§ WHAT YOU WILL DO: Write the entries below again, precisely as they appear.

§ SOURCE MATERIAL:
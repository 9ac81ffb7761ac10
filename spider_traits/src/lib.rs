pub mod clock;

pub use clock::{Clock, MonotonicClock};

/// Byte-stream transport to the daisy-chained servo controllers.
///
/// Implementations must preserve byte order and must not reorder writes.
pub trait Transport {
    fn write(&mut self, bytes: &[u8]) -> Result<(), Box<dyn std::error::Error + Send + Sync>>;

    /// Read one byte, waiting up to `timeout`. `Ok(None)` means the byte
    /// never arrived; that is not an error at this layer.
    fn read_byte(
        &mut self,
        timeout: std::time::Duration,
    ) -> Result<Option<u8>, Box<dyn std::error::Error + Send + Sync>>;

    /// Drop any unread bytes on the line (stale query responses).
    fn discard_input(&mut self) -> Result<(), Box<dyn std::error::Error + Send + Sync>>;
}

pub trait DistanceSensor {
    /// Blocking read of a calibrated distance (cm) from one ADC channel.
    fn read_distance(
        &mut self,
        channel: u8,
    ) -> Result<f32, Box<dyn std::error::Error + Send + Sync>>;
}

pub trait RespirationSensor {
    /// Blocking read of the respiration belt voltage (volts).
    fn read_voltage(&mut self) -> Result<f32, Box<dyn std::error::Error + Send + Sync>>;
}

pub trait Button {
    /// Current (unlatched) pressed state; debouncing is the caller's job.
    fn is_pressed(&mut self) -> Result<bool, Box<dyn std::error::Error + Send + Sync>>;
}

pub trait LightStrip {
    fn set_zone_color(
        &mut self,
        zone: u8,
        rgb: [u8; 3],
    ) -> Result<(), Box<dyn std::error::Error + Send + Sync>>;

    fn set_off(&mut self) -> Result<(), Box<dyn std::error::Error + Send + Sync>>;
}

// Boxed trait objects forward to the inner implementation, so callers can
// pick a backend at runtime and still use the generic APIs.

impl<T: Transport + ?Sized> Transport for Box<T> {
    fn write(&mut self, bytes: &[u8]) -> Result<(), Box<dyn std::error::Error + Send + Sync>> {
        (**self).write(bytes)
    }

    fn read_byte(
        &mut self,
        timeout: std::time::Duration,
    ) -> Result<Option<u8>, Box<dyn std::error::Error + Send + Sync>> {
        (**self).read_byte(timeout)
    }

    fn discard_input(&mut self) -> Result<(), Box<dyn std::error::Error + Send + Sync>> {
        (**self).discard_input()
    }
}

impl<T: DistanceSensor + ?Sized> DistanceSensor for Box<T> {
    fn read_distance(
        &mut self,
        channel: u8,
    ) -> Result<f32, Box<dyn std::error::Error + Send + Sync>> {
        (**self).read_distance(channel)
    }
}

impl<T: RespirationSensor + ?Sized> RespirationSensor for Box<T> {
    fn read_voltage(&mut self) -> Result<f32, Box<dyn std::error::Error + Send + Sync>> {
        (**self).read_voltage()
    }
}

impl<T: Button + ?Sized> Button for Box<T> {
    fn is_pressed(&mut self) -> Result<bool, Box<dyn std::error::Error + Send + Sync>> {
        (**self).is_pressed()
    }
}

impl<T: LightStrip + ?Sized> LightStrip for Box<T> {
    fn set_zone_color(
        &mut self,
        zone: u8,
        rgb: [u8; 3],
    ) -> Result<(), Box<dyn std::error::Error + Send + Sync>> {
        (**self).set_zone_color(zone, rgb)
    }

    fn set_off(&mut self) -> Result<(), Box<dyn std::error::Error + Send + Sync>> {
        (**self).set_off()
    }
}
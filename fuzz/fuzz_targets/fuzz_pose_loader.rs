#![no_main]
use libfuzzer_sys::fuzz_target;

fuzz_target!(|data: &str| {
    // Pose files are hand-edited text; the parser must reject malformed
    // input with an error, never a panic.
    let _ = spider_config::parse_pose_file(data);
});
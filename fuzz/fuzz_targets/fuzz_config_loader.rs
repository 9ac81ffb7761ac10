#![no_main]
use libfuzzer_sys::fuzz_target;

fuzz_target!(|data: &str| {
    // Accept both parse errors and validation errors, but never panic.
    match toml::from_str::<spider_config::Config>(data) {
        Ok(cfg) => {
            let _ = cfg.validate();
        }
        Err(_e) => {}
    }
});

§ ANSWER SPACE:
repository 9ac81ffb7761ac10
filename spider_traits/src/lib.rs
pub mod clock;

pub use clock::{Clock, MonotonicClock};

/// Byte-stream transport to the daisy-chained servo controllers.
///
/// Implementations must preserve byte order and must not reorder writes.
pub trait Transport {
    fn write(&mut self, bytes: &[u8]) -> Result<(), Box<dyn std::error::Error + Send + Sync>>;

    /// Read one byte, waiting up to `timeout`. `Ok(None)` means the byte
    /// never arrived; that is not an error at this layer.
    fn read_byte(
        &mut self,
        timeout: std::time::Duration,
    ) -> Result<Option<u8>, Box<dyn std::error::Error + Send + Sync>>;

    /// Drop any unread bytes on the line (stale query responses).
    fn discard_input(&mut self) -> Result<(), Box<dyn std::error::Error + Send + Sync>>;
}

pub trait DistanceSensor {
    /// Blocking read of a calibrated distance (cm) from one ADC channel.
    fn read_distance(
        &mut self,
        channel: u8,
    ) -> Result<f32, Box<dyn std::error::Error + Send + Sync>>;
}

pub trait RespirationSensor {
    /// Blocking read of the respiration belt voltage (volts).
    fn read_voltage(&mut self) -> Result<f32, Box<dyn std::error::Error + Send + Sync>>;
}

pub trait Button {
    /// Current (unlatched) pressed state; debouncing is the caller's job.
    fn is_pressed(&mut self) -> Result<bool, Box<dyn std::error::Error + Send + Sync>>;
}

pub trait LightStrip {
    fn set_zone_color(
        &mut self,
        zone: u8,
        rgb: [u8; 3],
    ) -> Result<(), Box<dyn std::error::Error + Send + Sync>>;

    fn set_off(&mut self) -> Result<(), Box<dyn std::error::Error + Send + Sync>>;
}

// Boxed trait objects forward to the inner implementation, so callers can
// pick a backend at runtime and still use the generic APIs.

impl<T: Transport + ?Sized> Transport for Box<T> {
    fn write(&mut self, bytes: &[u8]) -> Result<(), Box<dyn std::error::Error + Send + Sync>> {
        (**self).write(bytes)
    }

    fn read_byte(
        &mut self,
        timeout: std::time::Duration,
    ) -> Result<Option<u8>, Box<dyn std::error::Error + Send + Sync>> {
        (**self).read_byte(timeout)
    }

    fn discard_input(&mut self) -> Result<(), Box<dyn std::error::Error + Send + Sync>> {
        (**self).discard_input()
    }
}

impl<T: DistanceSensor + ?Sized> DistanceSensor for Box<T> {
    fn read_distance(
        &mut self,
        channel: u8,
    ) -> Result<f32, Box<dyn std::error::Error + Send + Sync>> {
        (**self).read_distance(channel)
    }
}

impl<T: RespirationSensor + ?Sized> RespirationSensor for Box<T> {
    fn read_voltage(&mut self) -> Result<f32, Box<dyn std::error::Error + Send + Sync>> {
        (**self).read_voltage()
    }
}

impl<T: Button + ?Sized> Button for Box<T> {
    fn is_pressed(&mut self) -> Result<bool, Box<dyn std::error::Error + Send + Sync>> {
        (**self).is_pressed()
    }
}

impl<T: LightStrip + ?Sized> LightStrip for Box<T> {
    fn set_zone_color(
        &mut self,
        zone: u8,
        rgb: [u8; 3],
    ) -> Result<(), Box<dyn std::error::Error + Send + Sync>> {
        (**self).set_zone_color(zone, rgb)
    }

    fn set_off(&mut self) -> Result<(), Box<dyn std::error::Error + Send + Sync>> {
        (**self).set_off()
    }
}
filename fuzz/fuzz_targets/fuzz_pose_loader.rs
#![no_main]
use libfuzzer_sys::fuzz_target;

fuzz_target!(|data: &str| {
    // Pose files are hand-edited text; the parser must reject malformed
    // input with an error, never a panic.
    let _ = spider_config::parse_pose_file(data);
});
filename fuzz/fuzz_targets/fuzz_config_loader.rs
repository 9ac81ffb7761ac10
#![no_main]
use libfuzzer_sys::fuzz_target;

fuzz_target!(|data: &str| {
    // Accept both parse errors and validation errors, but never panic.
    match toml::from_str::<spider_config::Config>(data) {
        Ok(cfg) => {
            let _ = cfg.validate();
        }
        Err(_e) => {}
    }
});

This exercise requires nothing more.